Quans je suis arrivé à Sainté, fin novembre 2008, il faisait nuit, il neigeait. Le lendemain, tous les terrains du centre d'entraînement étaient remplis de joueurs. Je me suis dit : "Mais c'est l'académie !" J'avais dans la tête ce qui se faisait en Angleterre ou dans les universités américaines et j'ai dit : "Putain, ça pue le foot ici !" Si on veut rivaliser avec ceux qui ont plus de moyens financiers, ça passe par un travail extraordinaire avec la formation. Vous me dites que le problème de la formation, c'est qu'on est vite pillé. Mais Ils ne sont pas pillés à 60 kilomètres d'ici.

 

Ici, financièrement, on ne fait on ne fait pas plus que ce que l'on peut, mais il y a un secteur dans lequel on doit exceller c'est la formation. Et qu'on le veuille ou non, s'il y a un exemple à suivre, c'est celui qui est à 60 kilomètres d'ici. Eux, ils ont cette capacité à les sortir, à les garder, à gagner avec les transférer cher. Les mecs qui sont formés à l'OL mais qui ne passent pas pros font quand même carrière. Ils ont un savoir-faire. Evidemment, ils ont la vitrine des 7 titres d'affilée mais ils sont bons pour les trouver dans les quartiers.

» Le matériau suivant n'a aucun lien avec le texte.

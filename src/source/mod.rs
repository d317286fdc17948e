//! Page sources: concrete data layers behind the fetch boundary.

pub mod demo;

use crate::model::{FetchError, PageResult, SearchCriteria};
use crate::state::PageSource;
use std::cmp::Ordering;
use std::collections::BTreeMap;
use tracing::debug;

/// Row comparator registered for one sortable field.
pub type Comparator<R> = Box<dyn Fn(&R, &R) -> Ordering>;

/// In-memory page source over a vector of rows.
///
/// Pages and sorts a backing vector on every fetch. Sorting honors the
/// structured sort criteria; a criterion naming a field with no registered
/// comparator is skipped. A requested page past the end of the data comes
/// back with no records, a non-zero total and `previous_page_available`
/// set, which is the same shape a concurrent deletion produces and routes
/// the engine through its retreat path.
pub struct VecSource<R> {
    rows: Vec<R>,
    page_size: u32,
    comparators: BTreeMap<String, Comparator<R>>,
}

impl<R> VecSource<R> {
    /// A source over `rows`, serving `page_size` records per page.
    ///
    /// A `page_size` of zero is bumped to one.
    pub fn new(rows: Vec<R>, page_size: u32) -> Self {
        Self {
            rows,
            page_size: page_size.max(1),
            comparators: BTreeMap::new(),
        }
    }

    /// Register the comparator backing sort criteria on `field`.
    pub fn register_comparator(
        &mut self,
        field: impl Into<String>,
        comparator: impl Fn(&R, &R) -> Ordering + 'static,
    ) {
        self.comparators.insert(field.into(), Box::new(comparator));
    }

    /// Number of rows currently backing the source.
    pub fn len(&self) -> usize {
        self.rows.len()
    }

    /// Whether the source holds no rows.
    pub fn is_empty(&self) -> bool {
        self.rows.is_empty()
    }

    /// Drop up to `count` rows from the tail of the backing vector.
    ///
    /// Simulates records being deleted underneath the view between fetches;
    /// a page that was valid a moment ago may come back empty afterwards.
    pub fn delete_last(&mut self, count: usize) {
        let keep = self.rows.len().saturating_sub(count);
        self.rows.truncate(keep);
    }
}

impl<R: Clone> PageSource<R> for VecSource<R> {
    fn fetch_page(&mut self, criteria: &SearchCriteria) -> Result<PageResult<R>, FetchError> {
        let mut rows = self.rows.clone();

        for sort in criteria.sorts() {
            match self.comparators.get(sort.field()) {
                Some(comparator) => {
                    let descending =
                        sort.direction() == crate::model::SortDirection::Desc;
                    rows.sort_by(|a, b| {
                        let ord = comparator(a, b);
                        if descending { ord.reverse() } else { ord }
                    });
                }
                None => {
                    debug!(field = sort.field(), "No comparator for sort field");
                }
            }
        }

        let page = criteria.page_number().max(1);
        let start = (page as usize - 1).saturating_mul(self.page_size as usize);
        let records: Vec<R> = rows
            .into_iter()
            .skip(start)
            .take(self.page_size as usize)
            .collect();

        Ok(PageResult::new(
            self.page_size,
            page,
            self.rows.len() as u64,
            records,
            page > 1,
        ))
    }
}
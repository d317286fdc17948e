//! Search criteria assembled for one fetch (pure).
//!
//! Built fresh by the orchestrator for every fetch and handed to the page
//! source by reference; never retained across fetches.

use crate::model::sort::SortCriterion;
use std::collections::BTreeMap;

/// One fetch request: a 1-based page number, free-form search terms, and the
/// sort criteria attached for this request.
///
/// Sort criteria carry set semantics: [`add_sort`](Self::add_sort) refuses a
/// criterion whose field already has one attached. The orchestrator mirrors
/// every accepted criterion into the flat search terms as well
/// (`term_key` → `term_value`), so the query layer may consume ordering
/// either as structured criteria or as plain named parameters.
#[derive(Debug, Clone, PartialEq)]
pub struct SearchCriteria {
    page_number: u32,
    search_terms: BTreeMap<String, String>,
    sorts: Vec<SortCriterion>,
}

impl SearchCriteria {
    /// Criteria for the given 1-based page, with no terms and no sorts.
    pub fn for_page(page_number: u32) -> Self {
        Self {
            page_number,
            search_terms: BTreeMap::new(),
            sorts: Vec::new(),
        }
    }

    /// The 1-based page number to fetch.
    pub fn page_number(&self) -> u32 {
        self.page_number
    }

    /// Replace the page number.
    pub fn set_page_number(&mut self, page_number: u32) {
        self.page_number = page_number;
    }

    /// Attach a sort criterion; returns `false` if its field already has one.
    pub fn add_sort(&mut self, sort: SortCriterion) -> bool {
        if self.sorts.iter().any(|s| s == &sort) {
            return false;
        }
        self.sorts.push(sort);
        true
    }

    /// Insert (or overwrite) a named search term.
    pub fn add_search_term(&mut self, name: impl Into<String>, value: impl Into<String>) {
        self.search_terms.insert(name.into(), value.into());
    }

    /// The attached sort criteria, in attachment order.
    pub fn sorts(&self) -> &[SortCriterion] {
        &self.sorts
    }

    /// The named search terms, ordered by name.
    pub fn search_terms(&self) -> &BTreeMap<String, String> {
        &self.search_terms
    }

    /// Look up one search term by name.
    pub fn search_term(&self, name: &str) -> Option<&str> {
        self.search_terms.get(name).map(String::as_str)
    }
}

impl Default for SearchCriteria {
    /// Default criteria target page 1.
    fn default() -> Self {
        Self::for_page(1)
    }
}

Putain, il faut qu'on y aille, pas espionner mais il faut s'en inspirer !

 

Il m'arrive de pleurer et de vomir après certaines défaites parce que je garde beaucoup de choses en moi. Des fois, j'essaie de ne pas laisser transparaître des moments de doute… Je suis tellement investi pour réussir… J'arrive à 8h30 et je pars à 20h00, hein ! A Bâle, je suis fou quand il y a cette fin. C'est long pour l'entraîneur, très long ! Après le coup de sifflet final, il y a une heure où il doit encore être dedans. Il y les médias, le vestiaire, ce qu'il doit renvoyer aux joueurs, aux dirigeants, le bilan médical, plein de trucs.

 

Quand j'ai fini tout ça, je vais prendre une douche, et là je suis en morceaux, mort. C'est sous la douche que me dis que l'Europe, c'est fini. J'y avais mis tellement de choses… Cela s'est joué en une minute. Même après l'expulsion, je sais qu'on va revenir, qu'on à deux minutes à tenir et que ça va être difficile, et ça tombe… Une heure après, je suis dans ma douche, déconfit, accroupi, décomposé, à l'envers… Et dix minutes après, il faut que je sois dans le bus, tout droit."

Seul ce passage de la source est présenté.